/// Retry delays tried in order before falling back to the exponential
/// formula below, mirroring the fixed early-retry schedule used for
/// callback delivery.
pub const RETRY_DELAYS_MS: [u64; 3] = [1_000, 5_000, 25_000];

/// Cap applied once `attempt` runs past the fixed schedule above.
pub const MAX_BACKOFF_MS: u64 = 300_000;

/// Delay before the given (zero-indexed) retry attempt: the fixed schedule
/// for the first few attempts, then `1000 * 5^attempt` capped at
/// [`MAX_BACKOFF_MS`].
pub fn delay_for_attempt(attempt: usize) -> std::time::Duration {
    let ms = if let Some(&fixed) = RETRY_DELAYS_MS.get(attempt) {
        fixed
    } else {
        1_000u64
            .saturating_mul(5u64.saturating_pow(attempt as u32))
            .min(MAX_BACKOFF_MS)
    };
    std::time::Duration::from_millis(ms)
}

#[cfg(test)]
mod tests {
    use super::*;

    #[test]
    fn uses_fixed_schedule_for_early_attempts() {
        assert_eq!(delay_for_attempt(0).as_millis(), 1_000);
        assert_eq!(delay_for_attempt(1).as_millis(), 5_000);
        assert_eq!(delay_for_attempt(2).as_millis(), 25_000);
    }

    #[test]
    fn caps_beyond_fixed_schedule() {
        assert_eq!(delay_for_attempt(10).as_millis(), MAX_BACKOFF_MS as u128);
    }
}
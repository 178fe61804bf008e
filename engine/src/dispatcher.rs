//! Breaks the cyclic dependency between the transaction manager and its
//! callers (oracle processor, price-feed engine, automation engine):
//! instead of the transaction manager depending on them, each registers a
//! hook keyed by `(service, entity_type)` that the confirmation watcher
//! invokes on `confirmed`/`failed` (spec.md §9 "Cyclic references").

use std::future::Future;
use std::pin::Pin;
use std::sync::Arc;

use dashmap::DashMap;
use service_core::domain::TransactionStatus;
use service_core::ids::TransactionId;

pub type HookFuture = Pin<Box<dyn Future<Output = ()> + Send>>;
pub type Hook = Arc<dyn Fn(TransactionId, TransactionStatus) -> HookFuture + Send + Sync>;

#[derive(Default)]
pub struct TransactionHookRegistry {
    hooks: DashMap<(String, String), Hook>,
}

impl TransactionHookRegistry {
    pub fn new() -> Arc<Self> {
        Arc::new(Self::default())
    }

    pub fn register(&self, service: impl Into<String>, entity_type: impl Into<String>, hook: Hook) {
        self.hooks.insert((service.into(), entity_type.into()), hook);
    }

    pub async fn dispatch(&self, service: &str, entity_type: &str, tx_id: TransactionId, status: TransactionStatus) {
        let hook = self
            .hooks
            .get(&(service.to_owned(), entity_type.to_owned()))
            .map(|entry| entry.value().clone());
        if let Some(hook) = hook {
            hook(tx_id, status).await;
        }
    }
}

#[cfg(test)]
mod tests {
    use super::*;
    use std::sync::atomic::{AtomicBool, Ordering};

    #[tokio::test]
    async fn dispatch_invokes_registered_hook_only_for_matching_key() {
        let registry = TransactionHookRegistry::new();
        let fired = Arc::new(AtomicBool::new(false));
        let fired_clone = fired.clone();
        registry.register(
            "oracle",
            "oracle-request",
            Arc::new(move |_id, _status| {
                let fired = fired_clone.clone();
                Box::pin(async move {
                    fired.store(true, Ordering::SeqCst);
                })
            }),
        );

        registry
            .dispatch("automation", "trigger", TransactionId::new(), TransactionStatus::Confirmed)
            .await;
        assert!(!fired.load(Ordering::SeqCst));

        registry
            .dispatch("oracle", "oracle-request", TransactionId::new(), TransactionStatus::Confirmed)
            .await;
        assert!(fired.load(Ordering::SeqCst));
    }
}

* _YOUR OBJECTIVE_
Your task is to extract all of the records exactly.

* _SOLUTION FOR THIS PROBLEM_
/// Retry delays tried in order before falling back to the exponential
/// formula below, mirroring the fixed early-retry schedule used for
/// callback delivery.
pub const RETRY_DELAYS_MS: [u64; 3] = [1_000, 5_000, 25_000];

/// Cap applied once `attempt` runs past the fixed schedule above.
pub const MAX_BACKOFF_MS: u64 = 300_000;

/// Delay before the given (zero-indexed) retry attempt: the fixed schedule
/// for the first few attempts, then `1000 * 5^attempt` capped at
/// [`MAX_BACKOFF_MS`].
pub fn delay_for_attempt(attempt: usize) -> std::time::Duration {
    let ms = if let Some(&fixed) = RETRY_DELAYS_MS.get(attempt) {
        fixed
    } else {
        1_000u64
            .saturating_mul(5u64.saturating_pow(attempt as u32))
            .min(MAX_BACKOFF_MS)
    };
    std::time::Duration::from_millis(ms)
}

#[cfg(test)]
mod tests {
    use super::*;

    #[test]
    fn uses_fixed_schedule_for_early_attempts() {
        assert_eq!(delay_for_attempt(0).as_millis(), 1_000);
        assert_eq!(delay_for_attempt(1).as_millis(), 5_000);
        assert_eq!(delay_for_attempt(2).as_millis(), 25_000);
    }

    #[test]
    fn caps_beyond_fixed_schedule() {
        assert_eq!(delay_for_attempt(10).as_millis(), MAX_BACKOFF_MS as u128);
    }
}
repository 178fe61804bf008e
filename engine/src/dispatcher.rs
//! Breaks the cyclic dependency between the transaction manager and its
//! callers (oracle processor, price-feed engine, automation engine):
//! instead of the transaction manager depending on them, each registers a
//! hook keyed by `(service, entity_type)` that the confirmation watcher
//! invokes on `confirmed`/`failed` (spec.md §9 "Cyclic references").

use std::future::Future;
use std::pin::Pin;
use std::sync::Arc;

use dashmap::DashMap;
use service_core::domain::TransactionStatus;
use service_core::ids::TransactionId;

pub type HookFuture = Pin<Box<dyn Future<Output = ()> + Send>>;
pub type Hook = Arc<dyn Fn(TransactionId, TransactionStatus) -> HookFuture + Send + Sync>;

#[derive(Default)]
pub struct TransactionHookRegistry {
    hooks: DashMap<(String, String), Hook>,
}

impl TransactionHookRegistry {
    pub fn new() -> Arc<Self> {
        Arc::new(Self::default())
    }

    pub fn register(&self, service: impl Into<String>, entity_type: impl Into<String>, hook: Hook) {
        self.hooks.insert((service.into(), entity_type.into()), hook);
    }

    pub async fn dispatch(&self, service: &str, entity_type: &str, tx_id: TransactionId, status: TransactionStatus) {
        let hook = self
            .hooks
            .get(&(service.to_owned(), entity_type.to_owned()))
            .map(|entry| entry.value().clone());
        if let Some(hook) = hook {
            hook(tx_id, status).await;
        }
    }
}

#[cfg(test)]
mod tests {
    use super::*;
    use std::sync::atomic::{AtomicBool, Ordering};

    #[tokio::test]
    async fn dispatch_invokes_registered_hook_only_for_matching_key() {
        let registry = TransactionHookRegistry::new();
        let fired = Arc::new(AtomicBool::new(false));
        let fired_clone = fired.clone();
        registry.register(
            "oracle",
            "oracle-request",
            Arc::new(move |_id, _status| {
                let fired = fired_clone.clone();
                Box::pin(async move {
                    fired.store(true, Ordering::SeqCst);
                })
            }),
        );

        registry
            .dispatch("automation", "trigger", TransactionId::new(), TransactionStatus::Confirmed)
            .await;
        assert!(!fired.load(Ordering::SeqCst));

        registry
            .dispatch("oracle", "oracle-request", TransactionId::new(), TransactionStatus::Confirmed)
            .await;
        assert!(fired.load(Ordering::SeqCst));
    }
}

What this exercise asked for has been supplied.